Farm subsidy to continue
Country's 13 million farm families will continue to enjoy incentives in terms of subsidised fertilisers and other farm-input support as they did for the past several years.
The government's proposed budget for 2015-16 sanctions Tk 12,699 crore for farm sector, of which Tk 9,000 is earmarked for subsidies.
But, one may still wonder why then agricultural GDP growth plummeted in a year that saw robust growth in cereal production.
Some answers are there in the government's budget plan, while sector experts also provide a few clues to this puzzle.
As government statistics show, country's food production hit a record growth from a yearly output of 28 million tonnes to over 38 million tonnes in a decade's time.

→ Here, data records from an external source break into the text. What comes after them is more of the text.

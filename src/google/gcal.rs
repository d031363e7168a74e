//! Google Calendar v3 events client

use std::fmt;
use std::sync::Arc;

use anyhow::Result;
use async_trait::async_trait;
use http::StatusCode;
use reqwest::Client;
use serde::Deserialize;
use serde_json::Value;

use super::CalendarEvents;
use super::service_account::{ServiceAccountCredentials, TokenCache};
use crate::core::QueryWindow;

#[derive(Debug, Deserialize)]
pub struct ListEventsResponse {
    #[serde(default)]
    pub items: Vec<Value>,
}

#[derive(Debug, Deserialize)]
struct ErrorEnvelope {
    error: ErrorBody,
}

#[derive(Debug, Deserialize)]
struct ErrorBody {
    message: Option<String>,
}

/// A non-success response from the Calendar API.
#[derive(Debug, Clone)]
pub struct GoogleApiError {
    pub status: StatusCode,
    pub reason: String,
}

impl GoogleApiError {
    /// Prefer the message Google puts in the error body and fall back
    /// to the canonical reason phrase for the status.
    pub fn from_response(status: StatusCode, body: &str) -> Self {
        let reason = serde_json::from_str::<ErrorEnvelope>(body)
            .ok()
            .and_then(|envelope| envelope.error.message)
            .filter(|message| !message.is_empty())
            .or_else(|| status.canonical_reason().map(String::from))
            .unwrap_or_else(|| status.to_string());
        Self { status, reason }
    }
}

impl fmt::Display for GoogleApiError {
    fn fmt(&self, f: &mut fmt::Formatter<'_>) -> fmt::Result {
        write!(
            f,
            "Google Calendar API returned {}: {}",
            self.status.as_u16(),
            self.reason
        )
    }
}

impl std::error::Error for GoogleApiError {}

/// Authenticated handle for reading events
pub struct GoogleCalendar {
    client: Client,
    api_url: String,
    credentials: Arc<ServiceAccountCredentials>,
    tokens: Arc<TokenCache>,
}

impl GoogleCalendar {
    pub fn new(
        client: Client,
        api_url: &str,
        credentials: Arc<ServiceAccountCredentials>,
        tokens: Arc<TokenCache>,
    ) -> Self {
        Self {
            client,
            api_url: api_url.trim_end_matches('/').to_string(),
            credentials,
            tokens,
        }
    }

    fn events_url(&self, calendar_id: &str) -> String {
        format!(
            "{}/calendars/{}/events",
            self.api_url,
            urlencoding::encode(calendar_id)
        )
    }
}

#[async_trait]
impl CalendarEvents for GoogleCalendar {
    async fn list_events(&self, calendar_id: &str, window: &QueryWindow) -> Result<Vec<Value>> {
        let access_token = self
            .tokens
            .get_or_refresh(&self.client, &self.credentials)
            .await?;

        let res = self
            .client
            .get(self.events_url(calendar_id))
            .bearer_auth(&access_token)
            .query(&[
                ("timeMin", window.time_min()),
                ("timeMax", window.time_max()),
                ("singleEvents", String::from("true")),
                ("orderBy", String::from("startTime")),
            ])
            .send()
            .await?;
        let status = res.status();
        let text = res.text().await.unwrap_or_default();
        if status == StatusCode::UNAUTHORIZED {
            self.tokens.invalidate(&access_token);
        }
        if !status.is_success() {
            return Err(GoogleApiError::from_response(status, &text).into());
        }

        let events: ListEventsResponse = serde_json::from_str(&text)?;
        tracing::debug!(
            "Listed {} events for calendar {} between {} and {}",
            events.items.len(),
            calendar_id,
            window.time_min(),
            window.time_max()
        );
        Ok(events.items)
    }
}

But contrarily, the farm sector's input growth to GDP almost halved from 6.15 in 2009-10 to 3.04 (projected) in current fiscal (2014-15).
The farm sector's contribution to GDP also fell from 15.17 percent in 2006-07 to 12.27 percent in 2014-15.
Talking to The Daily Star, farm sector experts said that patronising the crop sub-sector alone is not enough to propel agriculture's growth engine. Rather, fisheries and livestock sub-sectors also deserve the government's policy attentions equally.
The finance minister's budget speech is a testimony to that. He says, "...progress in livestock is lacklustre. Except in artificial insemination, no effective initiative has taken place; even the food supply system in this sector is quite weak."
"Only growth of crop sub-sector would not take us too far. We need to support otherwise neglected sub-sectors of livestock and fisheries," agriculture economist Dr Mahabub Hossain said. Bangladesh is 4th and 5th in inland fisheries production and in culture fisheries respectively, says Bangladesh Economic Survey 2015 published yesterday.
Fisheries and livestock together contribute one fourth of agriculture GDP but receive barely 10 percent of total sector allocation.
The farm sector might not require the Tk 9,000 subsidy anymore, especially as the price of chemical fertilisers in international markets has seen a 40 percent fall, Hossain said. He is currently serving as an advisor at Brac.
"So from the very outset, the government can reallocate a certain amount to growth of fishery and livestock sub-sectors and also for agriculture research and development."
Dr M Asaduzzaman is a professorial fellow of Bangladesh Institute of Development Studies (Bids), the country's premier think-tank. He observed that despite subsidies and policy support, agricultural GDP growth is falling "because, we need to do a little more to arrest the fall."
"We have to provide support to non-crop sub-sectors along with the crop sub-sector. We have to mend the weaknesses in value chain management and market-linkage. We have to help farmers lower production costs by assisting them in introducing cost-efficient irrigation technologies.”
“And, instead of providing blanket subsidy, we need to give more subsidies to farmers who apply urea in granular form instead of powder form."
For farmers to get benefit out of increased production, government's prompt policy actions are necessary, expert added.
Government statistics show that Bangladesh attained self-sufficiency in rice production, so much so that 25,000 tonnes of coarse rice was exported to Sri Lanka for the first time in the outgoing fiscal year.
However, in the same time private traders imported over 2.7 million tonnes of rice from India, thereby dampening the staple's price in local markets in peak production season.
That actually acted as a disincentive to Boro growers, Mahabub said.
“Had the government imposed import tariff on rice earlier than it did, farmers would have gotten better prices.”